XRP revisits a critical Fibonacci zone linked to past rallies, hinting at a possible breakout if resistance is overcome.
Short-term XRP charts show bearish pressure with descending peaks and weak volume, risking further dips below $2.08.
Mixed market views surface as some predict major rallies while cautious analysts highlight key resistance and volume limits.
XRP’s current chart structure mirrors the 2017 setup, as prices revisit key Fibonacci retracement levels once again. With the RSI approaching similar historical points, analysts are watching for a potential breakout.
Revisiting Historical Structures and Fibonacci Symmetry
According to JD, a prominent analyst, XRP followed a near-identical setup in 2017, tapping the 0.786 Fibonacci line before a parabolic rally. That move sent the price above $3.37, followed by a 96% decline. JD noted that in 2024, the RSI Candlestick Oscillator tapped the same level once, creating a comparable setup.
Source: Post on X
The analyst emphasized that this single touch may suggest a different tempo than the double-tap seen in 2017. However, structural symmetry remains intact, especially as XRP formed a rectangular consolidation between $0.60 and $0.90. This zone sits within the 0.618–0.786 Fibonacci band, historically linked to rebound phases.
The analyst highlighted that a breakout above this zone could trigger a return to $1.37 and potentially test the $3.37 cycle high.

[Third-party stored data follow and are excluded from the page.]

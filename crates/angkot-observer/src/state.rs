//! Shared application state for the radar API server.
//!
//! [`AppState`] holds the broadcast channel for live radar messages, the
//! last published [`RadarSnapshot`] that the REST endpoints serve, and the
//! producer handle the ingest endpoints forward events through.
//!
//! The snapshot sits in a `watch` channel. The tracker loop replaces it in
//! place with [`AppState::publish`], which always lands; readers take a
//! copy with [`AppState::view`] and never hold it across an `.await`.

use std::sync::Arc;

use angkot_core::{TrackerError, TrackerHandle, TrackerUpdate};
use angkot_types::{PeerId, ProximityResult, SelfReport, TrackerStatus};
use tokio::sync::{broadcast, watch};

/// Capacity of the broadcast channel for radar messages.
///
/// If a subscriber falls behind by more than this many messages it will
/// receive a [`broadcast::error::RecvError::Lagged`] and skip to the
/// newest message.
const BROADCAST_CAPACITY: usize = 256;

/// JSON message pushed over the `WebSocket`.
#[derive(Debug, Clone, serde::Serialize)]
#[serde(tag = "type", rename_all = "snake_case")]
pub enum RadarBroadcast {
    /// A fresh evaluation after a state change.
    Update(TrackerUpdate),
    /// The self report published in driver mode.
    SelfReport(SelfReport),
    /// Peers found stale by the cleanup timer.
    StalePeers {
        /// Ids to delete upstream.
        peers: Vec<PeerId>,
    },
    /// Driver mode was switched off; the local record should be deleted
    /// upstream.
    SelfRetracted {
        /// The local user's id.
        peer_id: PeerId,
    },
    /// Every driver was wiped from the roster.
    Cleared {
        /// Ids to delete upstream.
        peers: Vec<PeerId>,
    },
    /// A rejected event or failed source.
    Error {
        /// Human-readable description.
        message: String,
    },
}

/// Last published tracker output, served by the REST endpoints.
///
/// Updated by the tracker loop after every state change so readers never
/// touch the tracker itself.
#[derive(Debug, Clone, Default)]
pub struct RadarSnapshot {
    /// Latest proximity result.
    pub result: ProximityResult,
    /// Latest tracker status, absent until the loop publishes.
    pub status: Option<TrackerStatus>,
    /// Latest self report, absent outside driver mode.
    pub self_report: Option<SelfReport>,
    /// Stale ids from the last cleanup tick.
    pub stale_peers: Vec<PeerId>,
    /// Latest error surfaced by the tracker.
    pub last_error: Option<String>,
    /// When `result` was evaluated (0 before the first update).
    pub updated_at_ms: i64,
}

impl RadarSnapshot {
    /// Replace the result and status with a fresh update.
    ///
    /// The self report is dropped once driver mode is switched off.
    pub fn apply_update(&mut self, update: &TrackerUpdate) {
        self.result = update.result.clone();
        if !update.status.driver_mode {
            self.self_report = None;
        }
        self.status = Some(update.status.clone());
        self.updated_at_ms = update.evaluated_at_ms;
    }

    /// Search radius from the last status, or the default before one.
    pub fn search_radius_km(&self) -> f64 {
        self.status.as_ref().map_or(
            angkot_core::proximity::DEFAULT_SEARCH_RADIUS_KM,
            |s| s.search_radius_km,
        )
    }

    /// Map marker radius from the last status, or twice the default
    /// detection radius before one.
    pub fn marker_radius_km(&self) -> f64 {
        self.status.as_ref().map_or(
            angkot_core::proximity::DEFAULT_RADIUS_KM * 2.0,
            |s| s.marker_radius_km,
        )
    }
}

/// Shared state for the Axum application.
///
/// Wrapped in [`Arc`] and injected via Axum's `State` extractor.
#[derive(Clone)]
pub struct AppState {
    /// Broadcast sender for radar messages.
    pub tx: broadcast::Sender<RadarBroadcast>,
    /// The last published tracker output.
    pub snapshot: Arc<watch::Sender<RadarSnapshot>>,
    /// Producer handle into the tracker loop (present when one is running).
    pub tracker: Option<TrackerHandle>,
}

impl AppState {
    /// Create a read-only application state with an empty snapshot.
    pub fn new() -> Self {
        let (tx, _) = broadcast::channel(BROADCAST_CAPACITY);
        let (snapshot, _) = watch::channel(RadarSnapshot::default());
        Self {
            tx,
            snapshot: Arc::new(snapshot),
            tracker: None,
        }
    }

    /// Create an application state that forwards ingest to a tracker.
    pub fn with_tracker(tracker: TrackerHandle) -> Self {
        Self {
            tracker: Some(tracker),
            ..Self::new()
        }
    }

    /// The attached tracker handle.
    ///
    /// # Errors
    ///
    /// Returns [`TrackerError::ChannelClosed`] if no tracker is attached.
    pub fn tracker(&self) -> Result<&TrackerHandle, TrackerError> {
        self.tracker.as_ref().ok_or(TrackerError::ChannelClosed)
    }

    /// Copy of the last published snapshot.
    pub fn view(&self) -> RadarSnapshot {
        self.snapshot.borrow().clone()
    }

    /// Modify the published snapshot in place.
    ///
    /// Never fails and never drops the change; concurrent readers only
    /// delay it for as long as their copy takes.
    pub fn publish(&self, modify: impl FnOnce(&mut RadarSnapshot)) {
        self.snapshot.send_modify(modify);
    }

    /// Receiver notified on every [`AppState::publish`].
    pub fn watch(&self) -> watch::Receiver<RadarSnapshot> {
        self.snapshot.subscribe()
    }

    /// Subscribe to the radar broadcast channel.
    pub fn subscribe(&self) -> broadcast::Receiver<RadarBroadcast> {
        self.tx.subscribe()
    }

    /// Publish a message to all connected clients.
    ///
    /// Returns the number of receivers that received the message.
    /// Returns 0 if no clients are connected (this is not an error).
    pub fn broadcast(&self, message: RadarBroadcast) -> usize {
        // send returns Err only when there are zero receivers.
        self.tx.send(message).unwrap_or(0)
    }
}

impl Default for AppState {
    fn default() -> Self {
        Self::new()
    }
}

#[cfg(test)]
mod tests {
    use angkot_types::{Coordinate, FeedStatus, LocationStatus, ObserverState};

    use super::*;

    fn status(driver_mode: bool) -> TrackerStatus {
        TrackerStatus {
            self_id: PeerId::from("user_me"),
            observer: ObserverState::at(Coordinate::new(-6.2088, 106.8456)),
            location: LocationStatus::Pending,
            feed: FeedStatus::Waiting,
            driver_mode,
            stored_peers: 0,
            radius_km: 2.0,
            search_radius_km: 0.5,
            marker_radius_km: 4.0,
            max_age_ms: 300_000,
        }
    }

    #[test]
    fn update_clears_self_report_outside_driver_mode() {
        let mut snapshot = RadarSnapshot {
            self_report: Some(SelfReport {
                peer_id: PeerId::from("user_me"),
                position: Coordinate::new(0.0, 0.0),
                timestamp_ms: 1,
                attributes: angkot_types::Attributes::new(),
            }),
            ..RadarSnapshot::default()
        };
        assert!((snapshot.search_radius_km() - 1.0).abs() < f64::EPSILON);

        snapshot.apply_update(&TrackerUpdate {
            result: ProximityResult::default(),
            status: status(true),
            evaluated_at_ms: 10,
        });
        assert!(snapshot.self_report.is_some());
        assert!((snapshot.search_radius_km() - 0.5).abs() < f64::EPSILON);

        snapshot.apply_update(&TrackerUpdate {
            result: ProximityResult::default(),
            status: status(false),
            evaluated_at_ms: 20,
        });
        assert!(snapshot.self_report.is_none());
        assert_eq!(snapshot.updated_at_ms, 20);
    }

    #[test]
    fn broadcast_without_subscribers_is_zero() {
        let state = AppState::new();
        assert!(state.tracker().is_err());
        assert_eq!(
            state.broadcast(RadarBroadcast::Error {
                message: "x".to_owned()
            }),
            0
        );
        let mut rx = state.subscribe();
        assert_eq!(state.broadcast(RadarBroadcast::StalePeers { peers: Vec::new() }), 1);
        assert!(rx.try_recv().is_ok());
    }

    #[test]
    fn publish_reaches_view_and_watchers() {
        let state = AppState::new();
        let mut watcher = state.watch();
        assert_eq!(state.view().updated_at_ms, 0);

        state.publish(|snap| snap.stale_peers = vec![PeerId::from("user_old")]);

        assert_eq!(state.view().stale_peers, vec![PeerId::from("user_old")]);
        assert_eq!(watcher.has_changed().ok(), Some(true));
        assert_eq!(
            watcher.borrow_and_update().stale_peers,
            vec![PeerId::from("user_old")]
        );
        assert!((state.view().marker_radius_km() - 4.0).abs() < f64::EPSILON);
    }

    #[test]
    fn broadcast_is_tagged_by_type() {
        let json = serde_json::to_value(RadarBroadcast::StalePeers {
            peers: vec![PeerId::from("user_a")],
        })
        .ok();
        assert_eq!(
            json,
            Some(serde_json::json!({"type": "stale_peers", "peers": ["user_a"]}))
        );

        let json = serde_json::to_value(RadarBroadcast::SelfRetracted {
            peer_id: PeerId::from("user_me"),
        })
        .ok();
        assert_eq!(
            json,
            Some(serde_json::json!({"type": "self_retracted", "peer_id": "user_me"}))
        );
    }
}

JD also charted a diagonal support trendline from 2017 that has consistently held. XRP has now returned to this trendline, currently near the $0.30–$0.40 range.
This analysis shows that both the 2017 and 2020 rallies began from this region, reinforcing its long-term importance. Volume patterns resemble the 2017 pre-rally pause, supporting the comparison. The setup points to a critical inflection in XRP’s multi-year trend.
Short-Term Trends Show Bearish Momentum Still Intact
Short-term charts reveal a bearish structure defined by persistent lower highs and weak buying volume. Price remains capped by resistance, with no clear reversal confirmed. According to Bellamy, another analyst, XRP has failed to reclaim resistance since May 26. The analyst identified $2.3527, $2.3512, and $2.3126 as descending peaks that reinforced the trend. Each rejection added to the seller's strength.
Source: Post on X
The analyst added that the recent low at $2.0780 attracted brief interest, but volume failed to follow through. Price remains below resistance levels, and no bullish pattern has formed. A break below $2.0780 could extend losses toward $2.000 unless momentum shifts.
Social Analysts Forecast Both Explosive Moves and Caution
While chart-based analysts remain cautious, sentiment-driven posts on X express bolder targets. JD projected a leap to $589, claiming disbelief as the only barrier. That view lacks technical backing but has gained traction online.
Meanwhile, Bellamy announced a long position after XRP tapped a demand zone. The user forecasted a rally to $2.78, citing structural alignment. Market participants remain split between chart signals and sentiment-based speculation.